Records from a collection
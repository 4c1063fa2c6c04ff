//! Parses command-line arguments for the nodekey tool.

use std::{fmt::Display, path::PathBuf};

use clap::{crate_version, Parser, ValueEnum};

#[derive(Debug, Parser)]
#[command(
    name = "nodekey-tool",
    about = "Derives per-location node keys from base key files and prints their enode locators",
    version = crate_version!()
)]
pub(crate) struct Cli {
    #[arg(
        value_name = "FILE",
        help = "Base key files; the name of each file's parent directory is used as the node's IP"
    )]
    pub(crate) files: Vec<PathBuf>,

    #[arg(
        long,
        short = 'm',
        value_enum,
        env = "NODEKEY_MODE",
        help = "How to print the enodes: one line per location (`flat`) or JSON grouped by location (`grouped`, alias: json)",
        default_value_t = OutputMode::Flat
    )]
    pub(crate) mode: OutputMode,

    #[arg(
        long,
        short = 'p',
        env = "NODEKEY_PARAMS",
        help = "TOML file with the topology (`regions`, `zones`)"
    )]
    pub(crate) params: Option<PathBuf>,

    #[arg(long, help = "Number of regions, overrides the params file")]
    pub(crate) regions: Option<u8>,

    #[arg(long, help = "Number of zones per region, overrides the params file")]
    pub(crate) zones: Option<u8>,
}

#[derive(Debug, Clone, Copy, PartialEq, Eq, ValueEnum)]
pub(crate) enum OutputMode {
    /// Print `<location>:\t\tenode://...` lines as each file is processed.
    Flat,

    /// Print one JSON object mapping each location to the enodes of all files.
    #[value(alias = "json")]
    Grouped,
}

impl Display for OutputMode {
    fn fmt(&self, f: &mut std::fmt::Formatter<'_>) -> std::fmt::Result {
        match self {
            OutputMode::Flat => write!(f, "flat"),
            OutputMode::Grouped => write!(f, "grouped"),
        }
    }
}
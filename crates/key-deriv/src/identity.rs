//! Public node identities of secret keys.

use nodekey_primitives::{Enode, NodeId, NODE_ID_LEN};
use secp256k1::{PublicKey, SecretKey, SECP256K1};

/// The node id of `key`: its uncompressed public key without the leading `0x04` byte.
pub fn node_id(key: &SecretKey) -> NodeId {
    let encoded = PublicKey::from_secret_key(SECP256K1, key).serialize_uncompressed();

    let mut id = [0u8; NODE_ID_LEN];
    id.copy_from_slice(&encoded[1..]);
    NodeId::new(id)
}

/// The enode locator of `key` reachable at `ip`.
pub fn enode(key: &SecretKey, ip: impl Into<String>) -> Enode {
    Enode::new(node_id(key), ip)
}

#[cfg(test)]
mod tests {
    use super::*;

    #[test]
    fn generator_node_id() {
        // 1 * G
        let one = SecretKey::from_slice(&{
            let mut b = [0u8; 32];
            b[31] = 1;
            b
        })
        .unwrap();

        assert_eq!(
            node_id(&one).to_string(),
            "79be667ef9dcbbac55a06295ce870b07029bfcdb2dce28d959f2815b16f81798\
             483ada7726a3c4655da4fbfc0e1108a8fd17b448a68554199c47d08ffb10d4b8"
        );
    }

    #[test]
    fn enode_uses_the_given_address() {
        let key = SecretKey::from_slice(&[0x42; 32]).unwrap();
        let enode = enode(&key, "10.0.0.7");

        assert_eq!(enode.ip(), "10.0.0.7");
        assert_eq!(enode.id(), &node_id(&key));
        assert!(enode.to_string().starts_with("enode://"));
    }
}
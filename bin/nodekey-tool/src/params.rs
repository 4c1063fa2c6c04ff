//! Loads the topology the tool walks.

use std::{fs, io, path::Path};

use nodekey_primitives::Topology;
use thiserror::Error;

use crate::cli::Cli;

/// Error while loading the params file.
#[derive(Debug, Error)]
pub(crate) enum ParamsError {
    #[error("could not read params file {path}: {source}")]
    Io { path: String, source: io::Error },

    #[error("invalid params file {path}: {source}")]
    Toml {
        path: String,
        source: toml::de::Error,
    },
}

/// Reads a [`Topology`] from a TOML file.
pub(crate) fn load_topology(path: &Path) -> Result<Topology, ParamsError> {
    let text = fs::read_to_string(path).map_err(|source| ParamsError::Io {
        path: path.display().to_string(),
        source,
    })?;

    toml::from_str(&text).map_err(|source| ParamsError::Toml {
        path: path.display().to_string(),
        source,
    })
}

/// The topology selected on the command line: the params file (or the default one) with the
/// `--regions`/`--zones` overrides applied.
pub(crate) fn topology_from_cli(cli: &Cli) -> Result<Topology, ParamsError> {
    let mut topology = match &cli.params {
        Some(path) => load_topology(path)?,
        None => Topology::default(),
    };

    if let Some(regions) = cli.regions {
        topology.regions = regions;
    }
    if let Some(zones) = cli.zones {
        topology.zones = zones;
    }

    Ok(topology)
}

**Your goal:**
From the first line above through the line that contains "The node id", quote each line exactly. Output nothing more.

**Answer section:**
repository 4c1063fa2c6c04ff
//! Parses command-line arguments for the nodekey tool.

use std::{fmt::Display, path::PathBuf};

use clap::{crate_version, Parser, ValueEnum};

#[derive(Debug, Parser)]
#[command(
    name = "nodekey-tool",
    about = "Derives per-location node keys from base key files and prints their enode locators",
    version = crate_version!()
)]
pub(crate) struct Cli {
    #[arg(
        value_name = "FILE",
        help = "Base key files; the name of each file's parent directory is used as the node's IP"
    )]
    pub(crate) files: Vec<PathBuf>,

    #[arg(
        long,
        short = 'm',
        value_enum,
        env = "NODEKEY_MODE",
        help = "How to print the enodes: one line per location (`flat`) or JSON grouped by location (`grouped`, alias: json)",
        default_value_t = OutputMode::Flat
    )]
    pub(crate) mode: OutputMode,

    #[arg(
        long,
        short = 'p',
        env = "NODEKEY_PARAMS",
        help = "TOML file with the topology (`regions`, `zones`)"
    )]
    pub(crate) params: Option<PathBuf>,

    #[arg(long, help = "Number of regions, overrides the params file")]
    pub(crate) regions: Option<u8>,

    #[arg(long, help = "Number of zones per region, overrides the params file")]
    pub(crate) zones: Option<u8>,
}

#[derive(Debug, Clone, Copy, PartialEq, Eq, ValueEnum)]
pub(crate) enum OutputMode {
    /// Print `<location>:\t\tenode://...` lines as each file is processed.
    Flat,

    /// Print one JSON object mapping each location to the enodes of all files.
    #[value(alias = "json")]
    Grouped,
}

impl Display for OutputMode {
    fn fmt(&self, f: &mut std::fmt::Formatter<'_>) -> std::fmt::Result {
        match self {
            OutputMode::Flat => write!(f, "flat"),
            OutputMode::Grouped => write!(f, "grouped"),
        }
    }
}
filename crates/key-deriv/src/identity.rs
//! Public node identities of secret keys.

use nodekey_primitives::{Enode, NodeId, NODE_ID_LEN};
use secp256k1::{PublicKey, SecretKey, SECP256K1};

/// The node id of `key`: its uncompressed public key without the leading `0x04` byte.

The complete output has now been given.